After discovering Hitchhiker’s Guide to the Galaxy by Douglas Adams, the love of reading returned. And with it came the compulsion to get lost worlds like Douglas had created.

Dick lives in Auckland, New Zealand with one wife and two cats.

Guest Post sign Writing Ghost Fiction While Not Freaking Out

Writing Ghost Fiction While Not Freaking Out

I never planned to tell stories about ghosts. Or devils. Or naked voodoo priestesses.

However, as a favorite film character once said: But what you plan and what takes place ain’t exactly been similar.
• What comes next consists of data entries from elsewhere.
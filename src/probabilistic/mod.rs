//! Bounded-memory strategy.
//!
//! A sharded blocked bloom filter over [`AtomicU64`](std::sync::atomic::AtomicU64)
//! words. Memory is fixed at construction; the price is a false-positive rate
//! (new ids reported as duplicates) kept below the configured target while the
//! number of distinct ids stays within the expected cardinality.
//!
//! # Key Characteristics
//!
//! - **Lock-free:** one `fetch_or` per call, no locks
//! - **Never a false negative:** a marked id is never reported as new again
//! - **Fixed memory:** roughly 10-20 bits per expected id depending on the target
//! - **Monotonic:** bits are never cleared; the false-positive rate only rises
//!
//! # When to Use
//!
//! ✅ **Use the probabilistic strategy when:**
//! - The number of distinct ids is large and memory matters
//! - An occasional new id reported as a duplicate is acceptable
//! - An upper bound on distinct ids is known
//!
//! ❌ **Use the exact strategy instead when:**
//! - Every new id must be admitted
//! - The distinct-id count is unknown or unbounded

pub(crate) mod bloom_sizing;
pub use bloom_sizing::{BloomSizing, MAX_HASH_COUNT};

mod sharded_bloom_filter;
pub use sharded_bloom_filter::*;

mod probabilistic_set_options;
pub use probabilistic_set_options::*;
Currently, I am writing two series.

The Hell inc Series is about a group of people who find themselves in the middle of a war between two factions in Hell. The Devil is fighting off a takeover bid from Hell inc, which is an upstart populated by some “new blood” down below. Dead lawyers, accountants, brand managers and the like. This coup is led by the former CEO of Baby Gap (Book 2 of this series Hell to Pay is out today).
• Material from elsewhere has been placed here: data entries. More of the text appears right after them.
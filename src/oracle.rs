//! Top-level entrypoint that wires a strategy behind one check.
//!
//! [`MembershipOracle`] owns the seen-state for its lifetime. Build one per
//! dedup domain and share it across threads by reference or `Arc`.

use crate::{
    ExactSeenSet, ExactSetOptions, ExpectedCardinality, FirstSeenError, ProbabilisticSetOptions,
    SeenId, ShardedBloomFilter,
};

/// The "duplicate check" capability.
///
/// Implementations answer, atomically per id, whether this is the first time
/// `id` has been seen, and mark it seen if so.
pub trait DuplicateCheck: Send + Sync {
    /// Returns `Ok(true)` the first time `id` is seen and `Ok(false)` after.
    ///
    /// Fails with [`FirstSeenError::InvalidArgument`] for a negative `id`,
    /// without touching state.
    fn check_and_mark(&self, id: i64) -> Result<bool, FirstSeenError>;
}

/// Strategy selection and its options.
#[derive(Clone, Debug)]
pub enum OracleStrategy {
    /// Store every id. No false positives, memory grows with distinct ids.
    Exact(ExactSetOptions),
    /// Fixed-size sharded bloom filter. False positives below the target.
    Probabilistic(ProbabilisticSetOptions),
}

/// Top-level configuration for [`MembershipOracle`].
#[derive(Clone, Debug)]
pub struct MembershipOracleOptions {
    /// Strategy backing the oracle.
    pub strategy: OracleStrategy,
}

/// Which strategy an oracle was built with.
#[derive(Clone, Copy, Debug, PartialEq, Eq)]
pub enum StrategyKind {
    /// [`ExactSeenSet`].
    Exact,
    /// [`ShardedBloomFilter`].
    Probabilistic,
}

enum SeenState {
    Exact(ExactSeenSet),
    Probabilistic(ShardedBloomFilter),
}

/// Concurrency-safe first-seen membership oracle.
///
/// # Guarantees
///
/// - **No false negatives:** once a call returns `true` for an id, every later
///   call with that id returns `false`
/// - **Exactly one winner:** of any number of concurrent calls with the same
///   id, exactly one returns `true`
/// - **Invalid input is inert:** a negative id fails with
///   [`FirstSeenError::InvalidArgument`] and changes nothing
/// - **Monotonic state:** nothing is ever unmarked
///
/// The probabilistic strategy additionally reports some new ids as already
/// seen, at a rate below its configured target while within its expected
/// cardinality.
///
/// # Examples
///
/// ```
/// use firstseen::{FirstSeenError, MembershipOracle};
///
/// let oracle = MembershipOracle::exact();
///
/// assert_eq!(oracle.check_and_mark(7), Ok(true));
/// assert_eq!(oracle.check_and_mark(7), Ok(false));
/// assert_eq!(oracle.check_and_mark(-1), Err(FirstSeenError::InvalidArgument(-1)));
/// ```
pub struct MembershipOracle {
    state: SeenState,
}

impl MembershipOracle {
    /// Create a new [`MembershipOracle`].
    ///
    /// Fails only when probabilistic sizing cannot be satisfied.
    pub fn new(options: MembershipOracleOptions) -> Result<Self, FirstSeenError> {
        let state = match options.strategy {
            OracleStrategy::Exact(options) => SeenState::Exact(ExactSeenSet::new(options)),
            OracleStrategy::Probabilistic(options) => {
                SeenState::Probabilistic(ShardedBloomFilter::new(options)?)
            }
        };

        Ok(Self { state })
    }

    /// Exact oracle with default options.
    pub fn exact() -> Self {
        Self {
            state: SeenState::Exact(ExactSeenSet::new(ExactSetOptions::default())),
        }
    }

    /// Probabilistic oracle sized for `expected_cardinality` ids at the default target.
    pub fn probabilistic(expected_cardinality: u64) -> Result<Self, FirstSeenError> {
        let expected_cardinality = ExpectedCardinality::try_from(expected_cardinality)?;

        Self::new(MembershipOracleOptions {
            strategy: OracleStrategy::Probabilistic(ProbabilisticSetOptions::new(
                expected_cardinality,
            )),
        })
    }

    /// Check whether `id` is seen for the first time and mark it.
    ///
    /// # Returns
    ///
    /// - `Ok(true)`: first sighting; `id` is now marked and visible to every later call
    /// - `Ok(false)`: `id` was already marked (or, probabilistically, appears to be)
    /// - `Err(FirstSeenError::InvalidArgument)`: `id` is negative; no state changed
    pub fn check_and_mark(&self, id: i64) -> Result<bool, FirstSeenError> {
        let id = SeenId::try_from(id)?;

        Ok(self.mark(id))
    }

    /// Infallible [`check_and_mark`](Self::check_and_mark) for an already validated id.
    pub fn mark(&self, id: SeenId) -> bool {
        match &self.state {
            SeenState::Exact(set) => set.mark(id),
            SeenState::Probabilistic(filter) => filter.mark(id),
        }
    }

    /// Strategy in use.
    pub fn strategy_kind(&self) -> StrategyKind {
        match &self.state {
            SeenState::Exact(_) => StrategyKind::Exact,
            SeenState::Probabilistic(_) => StrategyKind::Probabilistic,
        }
    }

    /// Number of calls that returned `true` so far.
    pub fn marked_count(&self) -> u64 {
        match &self.state {
            SeenState::Exact(set) => set.len() as u64,
            SeenState::Probabilistic(filter) => filter.marked_count(),
        }
    }

    /// Access the exact set, if this oracle uses it.
    pub fn exact_set(&self) -> Option<&ExactSeenSet> {
        match &self.state {
            SeenState::Exact(set) => Some(set),
            SeenState::Probabilistic(_) => None,
        }
    }

    /// Access the bloom filter, if this oracle uses it.
    pub fn bloom_filter(&self) -> Option<&ShardedBloomFilter> {
        match &self.state {
            SeenState::Exact(_) => None,
            SeenState::Probabilistic(filter) => Some(filter),
        }
    }
}

impl DuplicateCheck for MembershipOracle {
    fn check_and_mark(&self, id: i64) -> Result<bool, FirstSeenError> {
        MembershipOracle::check_and_mark(self, id)
    }
}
The Painter Mann Series is another breed of story altogether. It’s about a man who has died and decided to become a private investigator. His work helps the dead who are trapped between worlds– the InBetween– move on.

So, yeah, some heavy ghost-on-ghost action.

And, in truth, it’s a world that even freaks me out. Which is weird, because it’s one I created.

Or, more correctly, my subconscious did.

The Hell inc series is more planned and plotted but not overly so. The Painter Mann series is just me sitting down and letting my subconscious take over. The dark, hidden recesses of my mind are what create this strange world and its characters.

You could argue– and many have– that one of the taskmasters in one’s subconscious is fear.

Carl Jung said as much when writing to a troubled woman who’d lost her mother at an early age: Where there is fear, there is your task!

Stephen King has admitted being scared by his own stories.

“Yeah, from time to time… I don’t plan much in advance. I sort of know where I’m going, but the specifics, I let those appear as the writing goes on. So a couple of times I’ve been able to scare myself. I know that when I was working on The Shining and writing about the woman in room 217 when the little boy Danny goes up and sees her in the bathtub. That scared the hell out of me.” (Associated Press, Sept 2017)

The great horror writer Shirley Jackson who wrote the beautifully terrifying The Haunting of Hill House partnered with her fear to write: “I have always loved to use fear, to take it and comprehend it and make it work and consolidate a situation where I was afraid and take it whole and work from there.”

But not all writers have the same relationship with things that terrify them. I asked author Jeff Menapace– whose evil living characters can be more chilling than many in the paranormal realm– if he is ever freaked out by his own writing.

He told me he approaches writing with different mechanisms than I do: “There are times where I’ve written a scene and thought it was too over the top or I’d gone too far, but more often than not, those scenes usually end up on the cutting room floor either thanks to my wife or my editors.”

Horror-comedy writer Jeff Strand echoed this sentiment: “No, I don’t freak myself out. I’m too close to the writing on a purely technical level–I feel like a magician who knows exactly how the trick is done, and so I’m not stunned by the illusion. Similarly, my books are packed with humor, but I don’t laugh at my own stuff!”

The two Jeffs are both fabulous creators but do it from a different place. So they’re not, well, haunted by the characters in their books.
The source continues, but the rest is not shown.